DOBSON — A former educator is hoping to come out on top in a race against a veteran lawmaker.
On Tuesday, voters will decide if incumbent N.C. Rep. Sarah Stevens (R-90) will get a fifth term in office or if Democrat challenger Vera Smith Reynolds will take the seat.
Stevens, 55, is a Mount Airy attorney, and Reynolds, 67, is a retired teacher who also lives in Mount Airy.
Reynolds said she spent more than 32 years reaching students. For the past few months, however, she’s been trying to reach voters with her message — change is needed in Raleigh.
Reynolds said she takes issue with the manner in which the GOP-led legislature has addressed education needs in North Carolina.
“It really concerned me when they got rid of tenure for teachers,” said Reynolds.
While acknowledging there were a few tenured teachers who probably needed to go, she said the effects have been devastating for the education system.
“They got rid of a lot of good, dedicated teachers when they did that,” explained Reynolds. “Others feel as if their jobs are now threatened.”
She said teachers have their hands tied when it comes to available resources such as books and school supplies. There is simply not enough money in school budgets to purchase everything which is necessary to lead students to success.
“It bothers me when students don’t have what they need and are forced to make do,” remarked Reynolds.
However, Reynolds’s life experiences aren’t limited to the classroom. After becoming the caretaker for her elderly mother, Reynolds believes an overhaul of the Medicaid program is needed.
“There is a lack of funding there and many issues,” said Reynolds. “Changes need to be made to that program.”
Reynolds also questioned the reasons for the passage of House Bill 2, the so-called “bathroom bill.”
“It was an absolute waste of taxpayer money to hold a special session for that law, and it has hurt North Carolina,” said Reynolds.
Stevens said her fifth term in the General Assembly may yield a position of increased responsibility. She has been asked to seek the seat of Speaker Pro Tempore, the second in command in the House of Representatives. However, it has been her hard work throughout the course of the past eight years which has led to that development.
“I’m really proud of my work in the foster care system,” said Stevens. “We have done some great things there.”
Stevens said prior to the efforts she led, foster children weren’t allowed to take part in school activities, as foster parents lacked the legal authority to sign a waiver or permission slip. Foster children were also “thrown onto the streets” at age 18.

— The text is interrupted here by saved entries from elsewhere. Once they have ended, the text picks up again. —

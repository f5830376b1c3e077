//! CLI command implementations.

pub mod account;
pub mod config;
pub mod serve;
pub mod status;

pub use account::run_account;
pub use config::run_config;
pub use serve::run_serve;
pub use status::run_status;

use std::path::Path;

use anyhow::{Context, Result};
use vigil_auth::{SledAccountStore, SledSecretStore};
use vigil_gateway::GatewayConfig;

/// Stores inside the gateway's auth database.
pub struct AuthDb {
    /// Account store.
    pub accounts: SledAccountStore,
    /// Secret store holding the signing parameters.
    pub secrets: SledSecretStore,
}

/// Open the auth database the gateway configured at `config_path` uses.
///
/// sled holds an exclusive lock, so this fails while the gateway runs.
pub fn open_auth_db(config_path: Option<&Path>) -> Result<AuthDb> {
    let config = GatewayConfig::load_or_default(config_path).context("Failed to load gateway config")?;
    std::fs::create_dir_all(&config.data_dir)
        .with_context(|| format!("Failed to create {}", config.data_dir.display()))?;

    let path = config.data_dir.join("auth");
    let db = sled::open(&path).with_context(|| {
        format!(
            "Failed to open {} (stop the gateway before running admin commands)",
            path.display()
        )
    })?;

    Ok(AuthDb {
        accounts: SledAccountStore::with_db(&db)?,
        secrets: SledSecretStore::with_db(&db)?,
    })
}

The veteran lawmaker said she spearheaded changes to the system. Foster parents can now sign a permission slip so a kid can go on a field trip or to prom or a waiver so he or she can take part in extra-curricular activities. Foster parents can continue to receive benefits for a foster child after the child reaches the age of 18, allowing for a transition into the adult world.
Stevens said work is underway to set up an automobile insurance policy for foster children. The children could get their driver’s licenses even if the foster family cannot afford an insurance policy for the child.
Though she likes to tout her work in the foster care system, Stevens said the General Assembly has been busy doing much more throughout the course of the past few years.
“We’ve changed the tax structure and have gotten spending under control,” said Stevens as she listed accomplishments. “We have seen a $452 million increase in tax collections, and we’ve set aside $1.5 billion in the rainy day fund.”
If she gets another term, Stevens said she will look forward to continued work in the area of foster care and efforts to overhaul the courts system.
Stevens said her record makes it quite clear what voters are choosing should they pull the lever for her name on Tuesday.
“If you want experience, school choice, the continued right to bear arms, smaller government and wise spending, then I’m the one for the job,” said Stevens.
Reynolds can’t make a run on experience in government, but she said she will go to Raleigh with the best of intentions and many life experiences on which she can base decisions.
“I have the interests of residents at heart,” said Reynolds. “I will represent the people the way they want to be represented, and Surry and Wilkes Counties will always be in my top drawer.”